#### Action item:
Find the string "else" in the records. Copy each line that has it.

[Stored data entries]
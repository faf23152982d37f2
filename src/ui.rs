//! Plain-text rendering of the two boards for the command line.

use std::fmt::Write;

use crate::common::Cell;
use crate::config::{BOARD_SIZE, SHIPS};
use crate::session::Session;

fn header(out: &mut String, title: &str) {
    let _ = writeln!(out, "    {}", title);
    out.push_str("     ");
    for x in 0..BOARD_SIZE {
        let _ = write!(out, " {}", x);
    }
    out.push('\n');
}

/// The local fleet with incoming shots: `S` ship, `X` hit ship, `o` miss.
pub fn render_own_board(session: &Session) -> String {
    let mut out = String::new();
    header(&mut out, "Your fleet");
    for y in 0..BOARD_SIZE {
        let _ = write!(out, "    {:1} ", y);
        for x in 0..BOARD_SIZE {
            let cell = Cell::new(x, y);
            let ship = session.fleet.iter().any(|p| p.contains(cell));
            let shot = session.incoming.contains(&cell);
            let ch = match (ship, shot) {
                (true, true) => 'X',
                (true, false) => 'S',
                (false, true) => 'o',
                (false, false) => '.',
            };
            let _ = write!(out, " {}", ch);
        }
        out.push('\n');
    }
    let sunk = session.sunk_own_ships();
    for def in SHIPS {
        if session.fleet.iter().any(|p| p.ship == def) {
            let state = if sunk.contains(&def) { "SUNK" } else { "Active" };
            let _ = writeln!(out, "      {} ({}): {}", def, def.length(), state);
        }
    }
    out
}

/// What the local player knows of the opponent: `X` hit, `o` miss.
pub fn render_target_board(session: &Session) -> String {
    let mut out = String::new();
    header(&mut out, "Opponent");
    for y in 0..BOARD_SIZE {
        let _ = write!(out, "    {:1} ", y);
        for x in 0..BOARD_SIZE {
            let cell = Cell::new(x, y);
            let ch = if session.hits.contains(&cell) {
                'X'
            } else if session.misses.contains(&cell) {
                'o'
            } else {
                '.'
            };
            let _ = write!(out, " {}", ch);
        }
        out.push('\n');
    }
    if !session.sunk_enemy_ships.is_empty() {
        let names: Vec<&str> = session.sunk_enemy_ships.iter().map(String::as_str).collect();
        let _ = writeln!(out, "      Sunk: {}", names.join(", "));
    }
    out
}

/// Parse a target typed as `x,y` or `x y`.
pub fn parse_target(input: &str) -> Result<Cell, String> {
    let parts: Vec<&str> = input
        .split(|c: char| c == ',' || c.is_whitespace())
        .filter(|p| !p.is_empty())
        .collect();
    let [x, y] = parts.as_slice() else {
        return Err(format!("Expected two numbers like 3,4 - got '{}'", input.trim()));
    };
    let x: i32 = x.parse().map_err(|_| format!("Invalid x '{}'", x))?;
    let y: i32 = y.parse().map_err(|_| format!("Invalid y '{}'", y))?;
    Ok(Cell::new(x, y))
}
//! Ship placement validation.
//!
//! Every check here is a pure function over placements and identifiers. The
//! session controller runs them before any network call, and placement UIs use
//! [`is_valid_addition`] to validate one ship at a time.

use std::collections::HashSet;

use rand::Rng;

use crate::common::{Cell, ValidationError};
use crate::config::{BOARD_SIZE, MIN_ID_LENGTH, NUM_SHIPS, SHIPS};
use crate::ship::{Orientation, Placement, ShipType};

/// Cells occupied by `placement`, in order from its origin.
pub fn occupied_cells(placement: &Placement) -> Vec<Cell> {
    placement.cells()
}

/// Cells a ship of `ship` type would cover at `(x, y)`, for hover previews.
pub fn placement_preview(x: i32, y: i32, ship: ShipType, orientation: Orientation) -> Vec<Cell> {
    Placement::new(ship, x, y, orientation).cells()
}

/// Check that a single ship lies entirely on the board.
pub fn validate_placement(placement: &Placement) -> Result<(), ValidationError> {
    let name = placement.ship.name();
    if placement.x < 0 || placement.y < 0 {
        return Err(ValidationError::NegativePosition(name));
    }
    let end = placement.end();
    if end.x >= BOARD_SIZE || end.y >= BOARD_SIZE {
        return Err(ValidationError::OutOfBounds(name));
    }
    Ok(())
}

/// Check a complete fleet: one ship of each type, each on the board, no two
/// overlapping. The first violation found is reported.
pub fn validate_fleet(fleet: &[Placement]) -> Result<(), ValidationError> {
    let types: HashSet<ShipType> = fleet.iter().map(|p| p.ship).collect();
    if types.len() != NUM_SHIPS {
        return Err(ValidationError::MissingShipTypes);
    }
    if fleet.len() != types.len() {
        return Err(ValidationError::DuplicateShipType);
    }
    for placement in fleet {
        validate_placement(placement)?;
    }
    for (i, a) in fleet.iter().enumerate() {
        if fleet[i + 1..].iter().any(|b| a.overlaps(b)) {
            return Err(ValidationError::Overlap);
        }
    }
    Ok(())
}

/// Whether `candidate` fits on the board without touching any of `existing`.
pub fn is_valid_addition(candidate: &Placement, existing: &[Placement]) -> bool {
    validate_placement(candidate).is_ok() && !existing.iter().any(|p| p.overlaps(candidate))
}

/// Player id and game key must both be at least three characters; the player
/// id is checked first.
pub fn validate_identifiers(player_id: &str, game_key: &str) -> Result<(), ValidationError> {
    if player_id.chars().count() < MIN_ID_LENGTH {
        return Err(ValidationError::PlayerIdTooShort);
    }
    if game_key.chars().count() < MIN_ID_LENGTH {
        return Err(ValidationError::GameKeyTooShort);
    }
    Ok(())
}

/// Check that a firing target lies on the grid.
pub fn validate_target_cell(x: i32, y: i32) -> Result<(), ValidationError> {
    let cell = Cell::new(x, y);
    if !cell.in_bounds() {
        return Err(ValidationError::TargetOutOfRange(cell));
    }
    Ok(())
}

/// Next ship type an incremental placement UI should ask for, in catalogue
/// order, or `None` once the fleet is complete.
pub fn next_ship_to_place(placed: &[Placement]) -> Option<ShipType> {
    SHIPS.get(placed.len()).copied()
}

/// Returns a complete, valid fleet with random origins and orientations.
pub fn random_fleet<R: Rng>(rng: &mut R) -> Vec<Placement> {
    let mut fleet: Vec<Placement> = Vec::with_capacity(NUM_SHIPS);
    for ship in SHIPS {
        loop {
            let orientation = if rng.random() {
                Orientation::Horizontal
            } else {
                Orientation::Vertical
            };
            let (max_x, max_y) = match orientation {
                Orientation::Horizontal => (BOARD_SIZE - ship.length(), BOARD_SIZE - 1),
                Orientation::Vertical => (BOARD_SIZE - 1, BOARD_SIZE - ship.length()),
            };
            let x = rng.random_range(0..=max_x);
            let y = rng.random_range(0..=max_y);
            let candidate = Placement::new(ship, x, y, orientation);
            if is_valid_addition(&candidate, &fleet) {
                fleet.push(candidate);
                break;
            }
        }
    }
    fleet
}
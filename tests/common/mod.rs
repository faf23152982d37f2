#![allow(dead_code)]

use sinkdestroy::{Orientation, Placement, ShipType};

/// A valid fleet laid out in rows 0..=4, every ship horizontal at x = 0.
pub fn standard_fleet() -> Vec<Placement> {
    vec![
        Placement::new(ShipType::Carrier, 0, 0, Orientation::Horizontal),
        Placement::new(ShipType::Battleship, 0, 1, Orientation::Horizontal),
        Placement::new(ShipType::Destroyer, 0, 2, Orientation::Horizontal),
        Placement::new(ShipType::Submarine, 0, 3, Orientation::Horizontal),
        Placement::new(ShipType::PatrolBoat, 0, 4, Orientation::Horizontal),
    ]
}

#### Answer box:
            let state = if sunk.contains(&def) { "SUNK" } else { "Active" };
            } else if session.misses.contains(&cell) {
            } else {
    let [x, y] = parts.as_slice() else {
            } else {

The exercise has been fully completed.